The documents, part of a lawsuit against Jeffrey Epstein’s ex-girlfriend, were made public by order of a judge.
A second set of court documents linked to convicted sex offender Jeffrey Epstein has revealed his extensive recruitment of girls at his beachfront mansion.
The documents, which are part of a lawsuit against Ghislaine Maxwell, Epstein’s ex-girlfriend, were made public by order of a judge. They detail how approximately 30 women were recruited for “massages and work” at Epstein’s residence, and some were paid to bring their friends.
Joseph Recarey, a Florida police detective, testified in a 2016 deposition that Maxwell was involved in recruiting, emphasizing that most of the girls were under 18 and only two had massage experience.
The documents, which were previously part of Maxwell’s trial, shed light on Epstein’s exploitation of underage girls for sexual gratification. They also implicate several people, including Prince Andrew and former President Bill Clinton, although their inclusion in the documents does not necessarily imply irregularities.

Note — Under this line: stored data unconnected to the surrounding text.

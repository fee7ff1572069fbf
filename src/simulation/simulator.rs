//! Month-by-month payoff simulation.
//!
//! The simulator services every active debt's minimum payment, then sends
//! whatever is left of the monthly budget to the first unpaid debt in
//! strategy order. It stops once every balance reaches zero, or fails once
//! the month ceiling is hit.

use crate::core::debt::{total_minimums, Debt, DebtId};
use crate::core::error::PayoffError;
use crate::core::interest::monthly_interest;
use crate::core::strategy::{order_debts, Strategy};
use crate::simulation::scenario::{
    DebtPayoffSummary, PayoffScenario, ScenarioParts, ScheduleItem,
};
use chrono::{Days, Months, NaiveDate};
use log::{debug, warn};
use rust_decimal::Decimal;
use rust_decimal_macros::dec;

/// Hard ceiling on simulated months (50 years).
pub const MAX_MONTHS: u32 = 600;

/// Remaining balance at or below which a debt counts as paid off.
pub const PAYOFF_THRESHOLD: Decimal = dec!(0.01);

/// How payment dates advance from the start date.
#[derive(Debug, Clone, Copy, PartialEq, Eq, Default)]
pub enum DateConvention {
    /// Every month is 30 days. Drifts against the calendar over long
    /// horizons but never changes financial totals.
    #[default]
    ThirtyDay,
    /// True calendar months, clamped to the last day of short months.
    CalendarMonth,
}

impl DateConvention {
    /// Date of payment number `month` counted from `start`.
    pub fn advance(&self, start: NaiveDate, month: u32) -> NaiveDate {
        let date = match self {
            DateConvention::ThirtyDay => start.checked_add_days(Days::new(30 * u64::from(month))),
            DateConvention::CalendarMonth => start.checked_add_months(Months::new(month)),
        };
        date.unwrap_or(NaiveDate::MAX)
    }
}

/// Tunables for the simulation loop.
#[derive(Debug, Clone)]
pub struct SimulationConfig {
    pub max_months: u32,
    pub payoff_threshold: Decimal,
    pub date_convention: DateConvention,
}

impl Default for SimulationConfig {
    fn default() -> Self {
        Self {
            max_months: MAX_MONTHS,
            payoff_threshold: PAYOFF_THRESHOLD,
            date_convention: DateConvention::ThirtyDay,
        }
    }
}

/// Inputs for one simulation run.
#[derive(Debug, Clone)]
pub struct SimulationRequest<'a> {
    pub debts: &'a [Debt],
    pub strategy: Strategy,
    pub monthly_payment: Decimal,
    pub start_date: NaiveDate,
    pub custom_order: Option<&'a [DebtId]>,
    pub name: Option<String>,
}

impl<'a> SimulationRequest<'a> {
    pub fn new(
        debts: &'a [Debt],
        strategy: Strategy,
        monthly_payment: Decimal,
        start_date: NaiveDate,
    ) -> Self {
        Self {
            debts,
            strategy,
            monthly_payment,
            start_date,
            custom_order: None,
            name: None,
        }
    }

    pub fn with_custom_order(mut self, order: &'a [DebtId]) -> Self {
        self.custom_order = Some(order);
        self
    }

    pub fn with_name(mut self, name: impl Into<String>) -> Self {
        self.name = Some(name.into());
        self
    }
}

/// Per-debt state owned by a single simulation call.
struct WorkingDebt {
    debt: Debt,
    remaining: Decimal,
    total_paid: Decimal,
    total_interest: Decimal,
    months_to_payoff: u32,
    paid_off: bool,
}

impl WorkingDebt {
    fn new(debt: Debt) -> Self {
        Self {
            remaining: debt.balance(),
            debt,
            total_paid: Decimal::ZERO,
            total_interest: Decimal::ZERO,
            months_to_payoff: 0,
            paid_off: false,
        }
    }

    fn settle_if_paid(&mut self, month: u32, threshold: Decimal) {
        if self.remaining <= threshold {
            self.remaining = Decimal::ZERO;
            self.paid_off = true;
            self.months_to_payoff = month;
        }
    }
}

/// The payoff simulation engine.
///
/// Stateless apart from its configuration; one instance can serve any
/// number of concurrent calls.
#[derive(Debug, Clone, Default)]
pub struct PayoffSimulator {
    config: SimulationConfig,
}

impl PayoffSimulator {
    pub fn new(config: SimulationConfig) -> Self {
        Self { config }
    }

    pub fn config(&self) -> &SimulationConfig {
        &self.config
    }

    /// Simulate a full payoff plan.
    ///
    /// # Errors
    ///
    /// - [`PayoffError::NoDebts`] if `request.debts` is empty.
    /// - [`PayoffError::InvalidDebt`] if a debt has a non-positive balance or
    ///   minimum payment, or an APR outside 0 to 100.
    /// - [`PayoffError::InsufficientPayment`] if the monthly payment does not
    ///   cover the sum of minimums.
    /// - [`PayoffError::SimulationOverrun`] if debts remain after
    ///   `max_months`.
    pub fn simulate(
        &self,
        request: &SimulationRequest<'_>,
    ) -> Result<PayoffScenario, PayoffError> {
        validate(request.debts, request.monthly_payment)?;

        let threshold = self.config.payoff_threshold;
        let convention = self.config.date_convention;
        let start = request.start_date;

        let mut working: Vec<WorkingDebt> =
            order_debts(request.debts, request.strategy, request.custom_order)
                .into_iter()
                .map(WorkingDebt::new)
                .collect();

        debug!(
            "simulating {} debts, strategy={}, payment={}",
            working.len(),
            request.strategy,
            request.monthly_payment
        );

        let mut schedule = Vec::new();
        let mut month = 0u32;
        let mut total_interest = Decimal::ZERO;
        let mut total_paid = Decimal::ZERO;

        while working.iter().any(|w| !w.paid_off) {
            if month >= self.config.max_months {
                let unpaid = working.iter().filter(|w| !w.paid_off).count();
                warn!(
                    "simulation overran {} months with {} debts unpaid (payment {})",
                    month, unpaid, request.monthly_payment
                );
                return Err(PayoffError::SimulationOverrun {
                    months: month,
                    unpaid,
                });
            }
            month += 1;
            let payment_date = convention.advance(start, month);
            let mut remaining_payment = request.monthly_payment;

            // Minimum-payment phase. Rows are buffered so the surplus can be
            // folded in before the month is appended.
            let mut rows: Vec<(usize, ScheduleItem)> = Vec::with_capacity(working.len());
            for (idx, w) in working.iter_mut().enumerate() {
                if w.paid_off {
                    continue;
                }
                let interest = monthly_interest(w.remaining, w.debt.apr());
                let payment = w.debt.minimum_payment().min(w.remaining + interest);
                let interest_portion = interest.min(payment);
                let principal = payment - interest_portion;

                w.remaining -= principal;
                w.total_paid += payment;
                w.total_interest += interest_portion;
                total_interest += interest_portion;
                remaining_payment -= payment;
                w.settle_if_paid(month, threshold);

                rows.push((
                    idx,
                    ScheduleItem {
                        month,
                        payment_date,
                        debt_id: w.debt.id().clone(),
                        debt_name: w.debt.name().to_string(),
                        payment,
                        principal,
                        interest: interest_portion,
                        remaining_balance: w.remaining.max(Decimal::ZERO),
                    },
                ));
            }

            // Surplus phase: everything left goes to one target debt.
            if remaining_payment > Decimal::ZERO {
                if let Some(target) = working.iter().position(|w| !w.paid_off) {
                    let w = &mut working[target];
                    let extra = remaining_payment.min(w.remaining);
                    w.remaining -= extra;
                    w.total_paid += extra;
                    w.settle_if_paid(month, threshold);

                    if let Some((_, row)) = rows.iter_mut().find(|(idx, _)| *idx == target) {
                        row.payment += extra;
                        row.principal += extra;
                        row.remaining_balance = w.remaining.max(Decimal::ZERO);
                    }
                }
            }

            for (_, row) in rows {
                total_paid += row.payment;
                schedule.push(row);
            }
        }

        let debt_summaries = working
            .iter()
            .map(|w| DebtPayoffSummary {
                debt_id: w.debt.id().clone(),
                debt_name: w.debt.name().to_string(),
                original_balance: w.debt.balance(),
                total_paid: w.total_paid,
                total_interest: w.total_interest,
                months_to_payoff: w.months_to_payoff,
                payoff_date: convention.advance(start, w.months_to_payoff),
            })
            .collect();

        debug!(
            "simulation finished: {} months, interest={}, paid={}",
            month, total_interest, total_paid
        );

        Ok(PayoffScenario::from_parts(ScenarioParts {
            name: request
                .name
                .clone()
                .unwrap_or_else(|| request.strategy.scenario_name().to_string()),
            strategy: request.strategy,
            monthly_payment: request.monthly_payment,
            start_date: start,
            total_months: month,
            payoff_date: convention.advance(start, month),
            total_interest,
            total_paid,
            schedule,
            debt_summaries,
        }))
    }
}

/// Check that there is at least one debt and every debt is valid.
///
/// Runs before any sum over the debts is formed.
pub(crate) fn validate_debts(debts: &[Debt]) -> Result<(), PayoffError> {
    if debts.is_empty() {
        return Err(PayoffError::NoDebts);
    }
    for debt in debts {
        debt.check().map_err(|reason| PayoffError::InvalidDebt {
            id: debt.id().clone(),
            reason,
        })?;
    }
    Ok(())
}

/// Check simulation-entry preconditions.
pub(crate) fn validate(debts: &[Debt], monthly_payment: Decimal) -> Result<(), PayoffError> {
    validate_debts(debts)?;
    let required = total_minimums(debts);
    if monthly_payment < required {
        return Err(PayoffError::insufficient(monthly_payment, required));
    }
    Ok(())
}

/// Simulate with the default configuration.
pub fn simulate(
    debts: &[Debt],
    strategy: Strategy,
    monthly_payment: Decimal,
    start_date: NaiveDate,
    custom_order: Option<&[DebtId]>,
) -> Result<PayoffScenario, PayoffError> {
    let mut request = SimulationRequest::new(debts, strategy, monthly_payment, start_date);
    request.custom_order = custom_order;
    PayoffSimulator::default().simulate(&request)
}

/// Baseline that pays exactly the sum of minimums, highest APR first.
pub fn minimum_payment_scenario(
    debts: &[Debt],
    start_date: NaiveDate,
) -> Result<PayoffScenario, PayoffError> {
    validate_debts(debts)?;
    let request = SimulationRequest::new(
        debts,
        Strategy::Avalanche,
        total_minimums(debts),
        start_date,
    )
    .with_name("Minimum Payments Only");
    PayoffSimulator::default().simulate(&request)
}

Amid the open records, allegations against Prince Andrew include allegations of sexual abuse in London, New York and on Epstein Island, allegedly at the direction of Maxwell. Former President Clinton is mentioned, with the suggestion that he “may have information” about the activities of Maxwell and Epstein due to his association with them.
The documents also reveal a claim by Epstein accuser Virginia Giuffre that Clinton intervened in Vanity Fair magazine to prevent articles about sex trafficking about Epstein. However, Clinton has denied any wrongdoing or knowledge of Epstein’s crimes.

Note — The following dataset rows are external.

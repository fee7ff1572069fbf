use chrono::NaiveDate;
use payoff_engine::core::debt::{Debt, DebtId, DebtKind};
use payoff_engine::core::error::PayoffError;
use payoff_engine::core::profile::{PrimaryGoal, UserProfile};
use payoff_engine::core::strategy::Strategy;
use payoff_engine::optimization::comparison::compare_scenarios;
use payoff_engine::optimization::optimizer::{
    optimize_for_target_months, PaymentOptimizer, PlanGoal,
};
use payoff_engine::optimization::recommender::{recommend, recommend_for};
use payoff_engine::simulation::scenario::{PayoffScenario, ScenarioKind};
use payoff_engine::simulation::simulator::{minimum_payment_scenario, simulate};
use payoff_engine::simulation::what_if::{what_if, WhatIfChange, WhatIfRequest, CONSOLIDATED_ID};
use rust_decimal::Decimal;
use rust_decimal_macros::dec;

fn start() -> NaiveDate {
    NaiveDate::from_ymd_opt(2024, 1, 1).unwrap()
}

fn household() -> Vec<Debt> {
    vec![
        Debt::new("visa", "Visa", dec!(4_200), dec!(22.9), dec!(120))
            .with_kind(DebtKind::CreditCard {
                credit_limit: Some(dec!(6_000)),
            }),
        Debt::new("store", "Store Card", dec!(650), dec!(26.99), dec!(30)),
        Debt::new("car", "Car Loan", dec!(11_500), dec!(6.4), dec!(310)).with_kind(
            DebtKind::AutoLoan {
                term_months: Some(48),
            },
        ),
        Debt::new("medical", "Medical Bill", dec!(1_100), Decimal::ZERO, dec!(50)),
    ]
}

/// Full pipeline: simulate both strategies, compare, recommend, optimize.
#[test]
fn full_pipeline_household() {
    let debts = household();
    let payment = dec!(900);

    let snowball = simulate(&debts, Strategy::Snowball, payment, start(), None).unwrap();
    let avalanche = simulate(&debts, Strategy::Avalanche, payment, start(), None).unwrap();

    // Both plans repay the same principal, up to the payoff threshold per debt.
    let principal: Decimal = debts.iter().map(|d| d.balance()).sum();
    for scenario in [&snowball, &avalanche] {
        let repaid = scenario.total_paid() - scenario.total_interest();
        assert!((repaid - principal).abs() <= dec!(0.04));
        assert_eq!(scenario.debt_summaries().len(), debts.len());
    }

    // Avalanche never pays more interest than snowball here.
    let cmp = compare_scenarios(&avalanche, &snowball);
    assert!(cmp.interest_savings >= Decimal::ZERO);
    assert_eq!(cmp.monthly_payment_difference, Decimal::ZERO);

    let profile = UserProfile::new()
        .with_goal(PrimaryGoal::ReduceInterest)
        .with_available_payment(payment);
    let rec = recommend(&profile, &debts, &snowball, &avalanche);
    assert_eq!(rec.strategy, Strategy::Avalanche);
    assert_eq!(rec.interest_difference, snowball.total_interest() - avalanche.total_interest());
    assert!(rec.confidence_score > 0.0 && rec.confidence_score <= 100.0);

    let faster = optimize_for_target_months(
        &debts,
        Strategy::Avalanche,
        avalanche.total_months() / 2,
        start(),
    )
    .unwrap();
    assert!(faster.monthly_payment > payment);
}

#[test]
fn scenario_a_single_debt_terminates() {
    let debts = vec![Debt::new("a", "Loan", dec!(1200), dec!(12), dec!(100))];
    let scenario = simulate(&debts, Strategy::Snowball, dec!(100), start(), None).unwrap();
    assert!(scenario.total_months() < 600);
    assert!(scenario.total_interest() < dec!(100));
    assert_eq!(scenario.debt_summaries()[0].months_to_payoff, scenario.total_months());
}

#[test]
fn scenario_b_shortfall_is_exact() {
    let debts = vec![
        Debt::new("a", "A", dec!(500), dec!(10), dec!(20)),
        Debt::new("b", "B", dec!(5000), dec!(25), dec!(150)),
    ];
    let err = simulate(&debts, Strategy::Avalanche, dec!(169.50), start(), None).unwrap_err();
    match err {
        PayoffError::InsufficientPayment {
            payment,
            required,
            shortfall,
        } => {
            assert_eq!(payment, dec!(169.50));
            assert_eq!(required, dec!(170));
            assert_eq!(shortfall, dec!(0.50));
        }
        other => panic!("unexpected error: {other}"),
    }

    let message = PayoffError::insufficient(dec!(100), dec!(170)).to_string();
    assert!(message.contains("short by 70"));
}

#[test]
fn scenario_c_extra_payment_target() {
    let debts = vec![
        Debt::new("small", "Small", dec!(500), dec!(10), dec!(20)),
        Debt::new("large", "Large", dec!(5000), dec!(25), dec!(150)),
    ];

    let extra_target = |scenario: &PayoffScenario| -> DebtId {
        scenario
            .month(1)
            .find(|row| {
                let min = debts
                    .iter()
                    .find(|d| d.id() == &row.debt_id)
                    .unwrap()
                    .minimum_payment();
                row.payment > min
            })
            .map(|row| row.debt_id.clone())
            .unwrap()
    };

    let snowball = simulate(&debts, Strategy::Snowball, dec!(400), start(), None).unwrap();
    assert_eq!(extra_target(&snowball), DebtId::new("small"));

    let avalanche = simulate(&debts, Strategy::Avalanche, dec!(400), start(), None).unwrap();
    assert_eq!(extra_target(&avalanche), DebtId::new("large"));
}

#[test]
fn scenario_d_optimizer_finds_hundred_a_month() {
    let debts = vec![Debt::new("a", "Loan", dec!(1200), Decimal::ZERO, dec!(25))];
    let result = optimize_for_target_months(&debts, Strategy::Avalanche, 12, start()).unwrap();
    assert!(result.converged);
    assert!((result.monthly_payment - dec!(100)).abs() < dec!(10));
}

#[test]
fn custom_order_is_respected() {
    let debts = household();
    let order = vec![DebtId::new("car"), DebtId::new("medical")];
    let scenario = simulate(
        &debts,
        Strategy::Custom,
        dec!(900),
        start(),
        Some(order.as_slice()),
    )
    .unwrap();
    let ids: Vec<_> = scenario.month(1).map(|r| r.debt_id.as_str().to_string()).collect();
    // Listed ids first, the rest by ascending balance.
    assert_eq!(ids, vec!["car", "medical", "store", "visa"]);
}

#[test]
fn what_if_increased_payment_saves_interest() {
    let debts = household();
    let base = simulate(&debts, Strategy::Avalanche, dec!(700), start(), None).unwrap();
    let request = WhatIfRequest {
        strategy: Strategy::Avalanche,
        monthly_payment: dec!(700),
        start_date: start(),
        change: WhatIfChange::IncreasedMonthly { amount: dec!(1000) },
    };
    let scenario = what_if(&debts, &request).unwrap();
    assert_eq!(scenario.kind(), ScenarioKind::WhatIf);
    assert_eq!(scenario.name(), "Increased Payment: $1000.00/mo");

    let cmp = compare_scenarios(&scenario, &base);
    assert!(cmp.interest_savings > Decimal::ZERO);
    assert!(cmp.time_savings_months > 0);
}

#[test]
fn what_if_consolidation_merges_debts() {
    let debts = household();
    let request = WhatIfRequest {
        strategy: Strategy::Avalanche,
        monthly_payment: dec!(700),
        start_date: start(),
        change: WhatIfChange::Consolidation {
            apr: dec!(9.5),
            debt_ids: vec![DebtId::new("visa"), DebtId::new("store")],
        },
    };
    let scenario = what_if(&debts, &request).unwrap();
    assert_eq!(scenario.debt_summaries().len(), 3);
    let merged = scenario.summary_for(&DebtId::new(CONSOLIDATED_ID)).unwrap();
    assert_eq!(merged.original_balance, dec!(4_850));
}

#[test]
fn what_if_unknown_debt() {
    let request = WhatIfRequest {
        strategy: Strategy::Avalanche,
        monthly_payment: dec!(700),
        start_date: start(),
        change: WhatIfChange::RateChange {
            debt_id: DebtId::new("nope"),
            new_apr: dec!(5),
        },
    };
    assert_eq!(
        what_if(&household(), &request).unwrap_err(),
        PayoffError::DebtNotFound(DebtId::new("nope"))
    );
}

#[test]
fn optimized_plan_beats_minimums() {
    let debts = household();
    let baseline = minimum_payment_scenario(&debts, start()).unwrap();
    let plan = PaymentOptimizer::default()
        .optimize_plan(&debts, Strategy::Avalanche, PlanGoal::TargetMonths(24), start())
        .unwrap();
    assert!(plan.recommended_payment > baseline.monthly_payment());
    assert_eq!(
        plan.savings_vs_minimum,
        Some(baseline.total_interest() - plan.scenario.total_interest())
    );
}

#[test]
fn recommend_for_runs_both_strategies() {
    let debts = household();
    let profile = UserProfile::new()
        .with_goal(PrimaryGoal::AvoidDefault)
        .with_stress_level(5);
    let rec = recommend_for(&profile, &debts, dec!(700), start()).unwrap();
    // Two debts sit below the small-debt threshold.
    assert_eq!(rec.strategy, Strategy::Snowball);
}

#[test]
fn scenario_serializes_with_iso_dates_and_string_amounts() {
    let debts = vec![Debt::new("a", "Loan", dec!(300), Decimal::ZERO, dec!(100))];
    let scenario = simulate(&debts, Strategy::Snowball, dec!(100), start(), None).unwrap();
    let json = serde_json::to_value(&scenario).unwrap();

    assert_eq!(json["strategy"], "snowball");
    assert_eq!(json["kind"], "base");
    assert_eq!(json["start_date"], "2024-01-01");
    assert_eq!(json["payoff_date"], "2024-03-31");
    assert_eq!(json["schedule"][0]["payment_date"], "2024-01-31");
    assert_eq!(json["schedule"][0]["payment"], "100");
    assert_eq!(json["total_months"], 3);

    let back: PayoffScenario = serde_json::from_value(json).unwrap();
    assert_eq!(back, scenario);
}

#[test]
fn debts_load_from_json_numbers_or_strings() {
    let json = r#"[
        {"id":"a","name":"A","balance":"1500.50","apr":19.9,"minimum_payment":45},
        {"id":"b","name":"B","balance":800,"apr":"0","minimum_payment":"25",
         "is_delinquent":true,"kind":{"type":"student-loan","program":"federal"}}
    ]"#;
    let debts: Vec<Debt> = serde_json::from_str(json).unwrap();
    assert_eq!(debts[0].balance(), dec!(1500.50));
    assert_eq!(debts[0].apr(), dec!(19.9));
    assert!(debts[1].is_delinquent());
    assert_eq!(debts[1].kind().label(), "student-loan");
    assert!(simulate(&debts, Strategy::Avalanche, dec!(200), start(), None).is_ok());
}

Another revelation involves an accuser, identified as Jane Doe #3, alleging trafficking to “powerful men, including numerous prominent American politicians, powerful business executives, foreign presidents, a well-known Prime Minister, and other world leaders.”

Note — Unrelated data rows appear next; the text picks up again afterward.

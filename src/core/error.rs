use crate::core::debt::DebtId;
use rust_decimal::Decimal;
use thiserror::Error;

/// Errors arising from payoff simulation and the analyses built on it.
///
/// Every variant is a local, synchronous failure: nothing has been
/// produced when one of these is returned, and the caller decides whether
/// to retry with adjusted inputs (typically a higher monthly payment).
#[derive(Debug, Clone, PartialEq, Error)]
pub enum PayoffError {
    #[error("no debts provided for simulation")]
    NoDebts,

    #[error("debt {id} is invalid: {reason}")]
    InvalidDebt { id: DebtId, reason: String },

    #[error(
        "monthly payment ({payment}) must be at least {required} to cover all minimum payments; short by {shortfall}"
    )]
    InsufficientPayment {
        payment: Decimal,
        required: Decimal,
        shortfall: Decimal,
    },

    #[error("scenario exceeded {months} months with {unpaid} debt(s) still outstanding")]
    SimulationOverrun { months: u32, unpaid: usize },

    #[error("debt {0} not found")]
    DebtNotFound(DebtId),

    #[error("invalid parameter: {0}")]
    InvalidParameter(String),
}

impl PayoffError {
    /// Build an `InsufficientPayment` error from the offered payment and the
    /// required sum of minimums.
    pub fn insufficient(payment: Decimal, required: Decimal) -> Self {
        PayoffError::InsufficientPayment {
            payment,
            required,
            shortfall: required - payment,
        }
    }

    /// True for errors caused by the caller's inputs rather than by the
    /// simulation running past its month ceiling.
    pub fn is_invalid_input(&self) -> bool {
        !matches!(self, PayoffError::SimulationOverrun { .. })
    }
}
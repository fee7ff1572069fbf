use crate::core::debt::{Debt, DebtId};
use serde::{Deserialize, Serialize};
use std::fmt;
use std::str::FromStr;

/// Order in which surplus payment is directed at debts.
#[derive(Debug, Clone, Copy, PartialEq, Eq, Hash, Serialize, Deserialize)]
#[serde(rename_all = "lowercase")]
pub enum Strategy {
    /// Smallest balance first.
    Snowball,
    /// Highest APR first.
    Avalanche,
    /// Caller-supplied order; unlisted debts follow in snowball order.
    Custom,
}

impl Strategy {
    pub fn as_str(&self) -> &'static str {
        match self {
            Strategy::Snowball => "snowball",
            Strategy::Avalanche => "avalanche",
            Strategy::Custom => "custom",
        }
    }

    /// Name given to scenarios that were not explicitly named.
    pub fn scenario_name(&self) -> &'static str {
        match self {
            Strategy::Snowball => "Snowball Strategy",
            Strategy::Avalanche => "Avalanche Strategy",
            Strategy::Custom => "Custom Strategy",
        }
    }
}

impl fmt::Display for Strategy {
    fn fmt(&self, f: &mut fmt::Formatter<'_>) -> fmt::Result {
        f.write_str(self.as_str())
    }
}

impl FromStr for Strategy {
    type Err = String;

    fn from_str(s: &str) -> Result<Self, Self::Err> {
        match s.to_ascii_lowercase().as_str() {
            "snowball" => Ok(Strategy::Snowball),
            "avalanche" => Ok(Strategy::Avalanche),
            "custom" => Ok(Strategy::Custom),
            other => Err(format!("unknown strategy: {other}")),
        }
    }
}

/// Order debts according to `strategy`.
///
/// Always returns a permutation of `debts`. Sorting is stable, so ties keep
/// their input order. For [`Strategy::Custom`], ids in `custom_order` that
/// match no debt are ignored, and an empty or absent order degrades to
/// snowball.
pub fn order_debts(
    debts: &[Debt],
    strategy: Strategy,
    custom_order: Option<&[DebtId]>,
) -> Vec<Debt> {
    match strategy {
        Strategy::Snowball => snowball(debts.to_vec()),
        Strategy::Avalanche => {
            let mut ordered = debts.to_vec();
            ordered.sort_by(|a, b| b.apr().cmp(&a.apr()));
            ordered
        }
        Strategy::Custom => match custom_order {
            Some(order) if !order.is_empty() => {
                let mut placed = vec![false; debts.len()];
                let mut ordered = Vec::with_capacity(debts.len());
                for id in order {
                    let found = (0..debts.len()).find(|&i| !placed[i] && debts[i].id() == id);
                    if let Some(idx) = found {
                        placed[idx] = true;
                        ordered.push(debts[idx].clone());
                    }
                }
                let rest = debts
                    .iter()
                    .zip(&placed)
                    .filter(|(_, placed)| !**placed)
                    .map(|(d, _)| d.clone())
                    .collect();
                ordered.extend(snowball(rest));
                ordered
            }
            _ => snowball(debts.to_vec()),
        },
    }
}

fn snowball(mut debts: Vec<Debt>) -> Vec<Debt> {
    debts.sort_by(|a, b| a.balance().cmp(&b.balance()));
    debts
}

#[cfg(test)]
mod tests {
    use super::*;
    use rust_decimal_macros::dec;

    fn sample_debts() -> Vec<Debt> {
        vec![
            Debt::new("mid", "Mid", dec!(3000), dec!(18), dec!(90)),
            Debt::new("small", "Small", dec!(500), dec!(10), dec!(20)),
            Debt::new("big", "Big", dec!(9000), dec!(24), dec!(200)),
            Debt::new("tie", "Tie", dec!(500), dec!(24), dec!(25)),
        ]
    }

    fn ids(debts: &[Debt]) -> Vec<&str> {
        debts.iter().map(|d| d.id().as_str()).collect()
    }

    #[test]
    fn test_snowball_order_is_stable() {
        let ordered = order_debts(&sample_debts(), Strategy::Snowball, None);
        assert_eq!(ids(&ordered), vec!["small", "tie", "mid", "big"]);
    }

    #[test]
    fn test_avalanche_order_is_stable() {
        let ordered = order_debts(&sample_debts(), Strategy::Avalanche, None);
        assert_eq!(ids(&ordered), vec!["big", "tie", "mid", "small"]);
    }

    #[test]
    fn test_custom_order_appends_rest_in_snowball_order() {
        let order = vec![DebtId::new("big"), DebtId::new("ghost")];
        let ordered = order_debts(&sample_debts(), Strategy::Custom, Some(&order));
        assert_eq!(ids(&ordered), vec!["big", "small", "tie", "mid"]);
    }

    #[test]
    fn test_custom_without_order_falls_back_to_snowball() {
        let debts = sample_debts();
        assert_eq!(
            order_debts(&debts, Strategy::Custom, None),
            order_debts(&debts, Strategy::Snowball, None)
        );
        assert_eq!(
            order_debts(&debts, Strategy::Custom, Some(&[])),
            order_debts(&debts, Strategy::Snowball, None)
        );
    }

    #[test]
    fn test_custom_duplicate_ids_place_once() {
        let order = vec![DebtId::new("mid"), DebtId::new("mid")];
        let ordered = order_debts(&sample_debts(), Strategy::Custom, Some(&order));
        assert_eq!(ordered.len(), 4);
        assert_eq!(ids(&ordered), vec!["mid", "small", "tie", "big"]);
    }

    #[test]
    fn test_strategy_parse() {
        assert_eq!("Avalanche".parse::<Strategy>(), Ok(Strategy::Avalanche));
        assert!("fastest".parse::<Strategy>().is_err());
        assert_eq!(Strategy::Snowball.to_string(), "snowball");
    }
}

The new trove of documents includes Maxwell’s lawyers arguing that journalist Sharon Churcher helped “invent” allegations against Prince Andrew and lawyer Alan Dershowitz.
Dershowitz, who calls for the release of suppressed documents, affirms the existence of “irrefutable evidence” related to the credibility of accusers and accused. Jeffrey Epstein, who pleaded guilty in 2008, took his own life in 2019, while Maxwell is serving a 20-year prison sentence, whose lawyers appealed the sentence.